### TASK GOAL
In the listing below, pick out lines with "found".

=== Begin Enclosure ===

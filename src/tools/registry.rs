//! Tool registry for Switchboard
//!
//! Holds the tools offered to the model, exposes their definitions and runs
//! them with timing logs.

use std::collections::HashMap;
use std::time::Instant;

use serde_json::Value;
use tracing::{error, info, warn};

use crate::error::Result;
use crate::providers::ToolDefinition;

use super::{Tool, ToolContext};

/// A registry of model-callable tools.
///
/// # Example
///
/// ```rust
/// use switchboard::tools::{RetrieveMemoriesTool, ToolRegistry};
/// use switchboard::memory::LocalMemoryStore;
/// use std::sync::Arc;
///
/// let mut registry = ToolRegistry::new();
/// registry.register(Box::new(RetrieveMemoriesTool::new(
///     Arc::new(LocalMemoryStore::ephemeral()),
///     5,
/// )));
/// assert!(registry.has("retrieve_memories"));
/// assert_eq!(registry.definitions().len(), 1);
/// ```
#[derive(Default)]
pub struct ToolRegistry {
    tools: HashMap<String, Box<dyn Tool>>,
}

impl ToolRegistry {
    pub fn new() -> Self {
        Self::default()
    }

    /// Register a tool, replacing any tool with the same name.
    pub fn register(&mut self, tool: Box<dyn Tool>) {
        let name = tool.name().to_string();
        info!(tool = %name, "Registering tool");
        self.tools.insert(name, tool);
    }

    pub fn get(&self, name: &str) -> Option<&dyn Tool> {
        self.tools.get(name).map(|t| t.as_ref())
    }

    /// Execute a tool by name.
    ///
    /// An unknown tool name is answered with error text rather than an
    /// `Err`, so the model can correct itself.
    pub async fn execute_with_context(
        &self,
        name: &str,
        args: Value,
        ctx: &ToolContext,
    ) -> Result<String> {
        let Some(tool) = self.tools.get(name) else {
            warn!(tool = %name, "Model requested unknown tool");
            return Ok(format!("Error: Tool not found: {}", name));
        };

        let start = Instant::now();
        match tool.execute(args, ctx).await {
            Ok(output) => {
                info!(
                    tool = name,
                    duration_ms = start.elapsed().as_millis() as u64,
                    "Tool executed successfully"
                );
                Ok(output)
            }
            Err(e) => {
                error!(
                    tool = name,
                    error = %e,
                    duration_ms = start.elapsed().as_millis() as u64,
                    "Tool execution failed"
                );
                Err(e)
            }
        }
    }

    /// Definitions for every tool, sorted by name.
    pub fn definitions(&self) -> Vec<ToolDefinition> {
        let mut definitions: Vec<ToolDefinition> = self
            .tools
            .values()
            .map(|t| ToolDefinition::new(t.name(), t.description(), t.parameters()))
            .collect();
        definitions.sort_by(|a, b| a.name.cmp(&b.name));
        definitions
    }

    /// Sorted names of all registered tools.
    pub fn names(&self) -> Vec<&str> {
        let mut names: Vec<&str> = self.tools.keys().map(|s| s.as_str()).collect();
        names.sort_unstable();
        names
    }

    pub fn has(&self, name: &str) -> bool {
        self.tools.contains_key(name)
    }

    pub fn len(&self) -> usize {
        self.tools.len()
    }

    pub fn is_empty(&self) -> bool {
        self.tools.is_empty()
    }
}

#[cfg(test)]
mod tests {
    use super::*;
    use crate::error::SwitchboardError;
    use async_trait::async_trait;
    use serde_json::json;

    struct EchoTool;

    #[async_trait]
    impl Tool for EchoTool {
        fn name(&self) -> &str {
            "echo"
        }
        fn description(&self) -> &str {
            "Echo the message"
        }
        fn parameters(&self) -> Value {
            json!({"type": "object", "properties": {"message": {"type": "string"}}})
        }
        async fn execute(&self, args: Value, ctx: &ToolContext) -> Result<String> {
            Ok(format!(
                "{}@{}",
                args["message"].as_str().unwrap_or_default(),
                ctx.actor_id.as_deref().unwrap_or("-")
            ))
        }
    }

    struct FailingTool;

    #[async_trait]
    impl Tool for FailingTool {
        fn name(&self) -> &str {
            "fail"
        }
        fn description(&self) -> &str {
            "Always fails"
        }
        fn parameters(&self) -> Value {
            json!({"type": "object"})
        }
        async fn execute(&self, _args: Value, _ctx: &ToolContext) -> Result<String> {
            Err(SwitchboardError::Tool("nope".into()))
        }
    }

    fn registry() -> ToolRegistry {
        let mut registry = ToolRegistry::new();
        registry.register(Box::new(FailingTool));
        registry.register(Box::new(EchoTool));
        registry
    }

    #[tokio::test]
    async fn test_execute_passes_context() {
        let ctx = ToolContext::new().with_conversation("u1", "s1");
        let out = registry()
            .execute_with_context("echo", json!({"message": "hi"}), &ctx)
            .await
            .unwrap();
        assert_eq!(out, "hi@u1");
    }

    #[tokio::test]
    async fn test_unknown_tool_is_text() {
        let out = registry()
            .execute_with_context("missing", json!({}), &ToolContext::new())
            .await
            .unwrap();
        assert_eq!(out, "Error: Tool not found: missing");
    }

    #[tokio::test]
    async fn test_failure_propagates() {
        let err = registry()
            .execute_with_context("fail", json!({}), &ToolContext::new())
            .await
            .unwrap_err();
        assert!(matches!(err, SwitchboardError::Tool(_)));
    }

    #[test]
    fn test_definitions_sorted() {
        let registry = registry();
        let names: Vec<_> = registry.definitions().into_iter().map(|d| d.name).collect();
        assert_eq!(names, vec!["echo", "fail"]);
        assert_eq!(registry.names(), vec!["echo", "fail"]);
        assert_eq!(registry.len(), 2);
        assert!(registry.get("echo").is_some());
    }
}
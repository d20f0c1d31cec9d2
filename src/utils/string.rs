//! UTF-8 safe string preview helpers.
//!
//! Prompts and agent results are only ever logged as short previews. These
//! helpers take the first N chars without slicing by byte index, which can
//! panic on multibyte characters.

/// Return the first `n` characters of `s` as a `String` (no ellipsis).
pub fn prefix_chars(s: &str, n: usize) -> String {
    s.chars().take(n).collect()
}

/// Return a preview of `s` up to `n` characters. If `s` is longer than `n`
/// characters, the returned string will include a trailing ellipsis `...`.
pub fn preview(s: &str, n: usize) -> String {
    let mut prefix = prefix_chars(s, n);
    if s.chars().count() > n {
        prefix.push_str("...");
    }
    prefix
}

=== End Enclosure ===

### ANSWER TO THIS EXERCISE
            return Ok(format!("Error: Tool not found: {}", name));
        assert_eq!(out, "Error: Tool not found: missing");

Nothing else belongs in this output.